Fortunately, a substantial portion of the population of the West Plains already was or soon would be connected to the much purer water of the extensive Spokane Valley Rathdrum Prairie Aquifer. The water would be transmitted via piping from the municipal wells of the City of Spokane. Airway Heights quickly switched to this source. In 2017 Fairchild Air Force Base and Spokane International Airport were already connected to City of Spokane water.

However, thousands of people have been drinking water from private wells at their homes on the West Plains down-gradient from Fairchild and SIA for decades, wells many of which have levels of PFAS chemicals far exceeding the new regulations. And there is a glaring omission in the new regs: the new EPA rules requiring testing and water purification cover public Class A water systems—NOT private wells or even small (Class B) systems.

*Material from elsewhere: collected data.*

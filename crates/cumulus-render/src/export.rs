//! Offline export of a pooled surface to PNG.
//!
//! Reads back the baked noise texture (or any RGBA8 pooled surface) and
//! serializes it on demand. This is a tooling path, not part of the per-frame
//! render loop: it blocks on the GPU readback.

use std::path::Path;

use crate::pool::ManagedSurface;

/// Errors from the readback-and-encode path.
#[derive(Debug, thiserror::Error)]
pub enum ExportError {
    /// The buffer map failed (device loss or validation error).
    #[error("failed to map readback buffer: {0}")]
    Map(#[from] wgpu::BufferAsyncError),

    /// The map callback never fired.
    #[error("readback channel closed before the map completed")]
    MapChannelClosed,

    /// PNG encoding failed.
    #[error("failed to encode png: {0}")]
    Png(#[from] png::EncodingError),

    /// Writing the output file failed.
    #[error("failed to write png file: {0}")]
    Io(#[from] std::io::Error),
}

/// Read back a surface and encode its contents as an RGBA8 PNG.
pub fn encode_surface_png(
    device: &wgpu::Device,
    queue: &wgpu::Queue,
    surface: &ManagedSurface,
) -> Result<Vec<u8>, ExportError> {
    let bytes_per_pixel = 4u32;
    let unpadded = surface.width * bytes_per_pixel;
    let align = wgpu::COPY_BYTES_PER_ROW_ALIGNMENT;
    let padded = unpadded.div_ceil(align) * align;

    let readback = device.create_buffer(&wgpu::BufferDescriptor {
        label: Some("cloud-export-readback"),
        size: u64::from(padded * surface.height),
        usage: wgpu::BufferUsages::COPY_DST | wgpu::BufferUsages::MAP_READ,
        mapped_at_creation: false,
    });

    let mut encoder = device.create_command_encoder(&wgpu::CommandEncoderDescriptor {
        label: Some("cloud-export-encoder"),
    });
    encoder.copy_texture_to_buffer(
        wgpu::TexelCopyTextureInfo {
            texture: &surface.texture,
            mip_level: 0,
            origin: wgpu::Origin3d::ZERO,
            aspect: wgpu::TextureAspect::All,
        },
        wgpu::TexelCopyBufferInfo {
            buffer: &readback,
            layout: wgpu::TexelCopyBufferLayout {
                offset: 0,
                bytes_per_row: Some(padded),
                rows_per_image: Some(surface.height),
            },
        },
        wgpu::Extent3d {
            width: surface.width,
            height: surface.height,
            depth_or_array_layers: 1,
        },
    );
    queue.submit([encoder.finish()]);

    let buffer_slice = readback.slice(..);
    let (tx, rx) = std::sync::mpsc::channel();
    buffer_slice.map_async(wgpu::MapMode::Read, move |result| {
        let _ = tx.send(result);
    });
    let _ = device.poll(wgpu::PollType::Wait {
        submission_index: None,
        timeout: None,
    });

    rx.recv().map_err(|_| ExportError::MapChannelClosed)??;

    let mapped = buffer_slice.get_mapped_range();
    let pixels = strip_row_padding(&mapped, surface.width, surface.height, padded);
    drop(mapped);
    readback.unmap();

    log::info!(
        "exported surface '{}' ({}x{}) to png",
        surface.label,
        surface.width,
        surface.height
    );
    encode_png_rgba(&pixels, surface.width, surface.height)
}

/// Read back a surface and write it to `path` as PNG.
pub fn save_surface_png(
    device: &wgpu::Device,
    queue: &wgpu::Queue,
    surface: &ManagedSurface,
    path: &Path,
) -> Result<(), ExportError> {
    let bytes = encode_surface_png(device, queue, surface)?;
    std::fs::write(path, bytes)?;
    Ok(())
}

/// Strip wgpu's 256-byte row alignment padding from a mapped readback buffer.
fn strip_row_padding(data: &[u8], width: u32, height: u32, padded_bytes_per_row: u32) -> Vec<u8> {
    let bytes_per_pixel = 4u32;
    let unpadded = (width * bytes_per_pixel) as usize;
    let mut pixels = Vec::with_capacity(unpadded * height as usize);
    for row in 0..height {
        let start = (row * padded_bytes_per_row) as usize;
        pixels.extend_from_slice(&data[start..start + unpadded]);
    }
    pixels
}

/// Encode tightly packed RGBA8 pixels as a PNG byte stream.
fn encode_png_rgba(pixels: &[u8], width: u32, height: u32) -> Result<Vec<u8>, ExportError> {
    let mut out = Vec::new();
    {
        let mut encoder = png::Encoder::new(std::io::Cursor::new(&mut out), width, height);
        encoder.set_color(png::ColorType::Rgba);
        encoder.set_depth(png::BitDepth::Eight);
        let mut writer = encoder.write_header()?;
        writer.write_image_data(pixels)?;
    }
    Ok(out)
}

That said, the new EPA rules will certainly serve as an example and a reference for those living down gradient.

To the Spokesman’s credit, Amanda Sullender’s front page article last Wednesday, “Public water systems across the country to test and remove PFAS under EPA regulations announced Wednesday” dealt with the issue pretty much head on. In contrast, the New York Times’ Lisa Friedman’s article, “E.P.A. Says ‘Forever Chemicals’ Must Be Removed From Tap Water,” exemplary excerpts from which are copied below, engages in both-siderism worthy of the Trump administration.

It is times like these that it strains credulity to remember that it was under a Republican president that the Environmental Protection Agency was established. Current-day Republican default commentary on any environmental regulation meant to safeguard human health is always some combination of “it will cost too much,” “the science isn’t settled,” or “it will hurt the poor.” 

But Republicans and industry groups, along with many mayors and county executives, said the Biden administration had created an impossible standard that would cost municipal water agencies billions of dollars.

Several questioned E.P.A.’s accounting as well as the science used to develop the new standard.

The American Water Works Association, the Association of Metropolitan Water Agencies and other groups representing water utilities estimated that the cost of monitoring and remediation of PFAS could be as much as $3.2 billion annually. The figure is based on an analysis conducted for the American Water Works Association by Black & Veatch, a firm of consulting engineers.

Communities with limited resources will be hardest hit by the new rule, they said.

“When regulations are set near zero, that is not something manufacturers or water systems can economically achieve,” Brandon Farris, the vice president of energy policy at the National Association of Manufacturers, wrote in a letter to the E.P.A. “Regulations that are not economically achievable will lead to critical substances being manufactured outside of the U.S. where environmental protections are often less stringent.”

We must recognize reactions like this and attempts by SIO CEO Larry Krauter and SIO Board member and Spokane County Commissioner Al French to delay acknowledging the Airport’s PFAS problem are typical examples of Republicans putting money and politics over people’s health.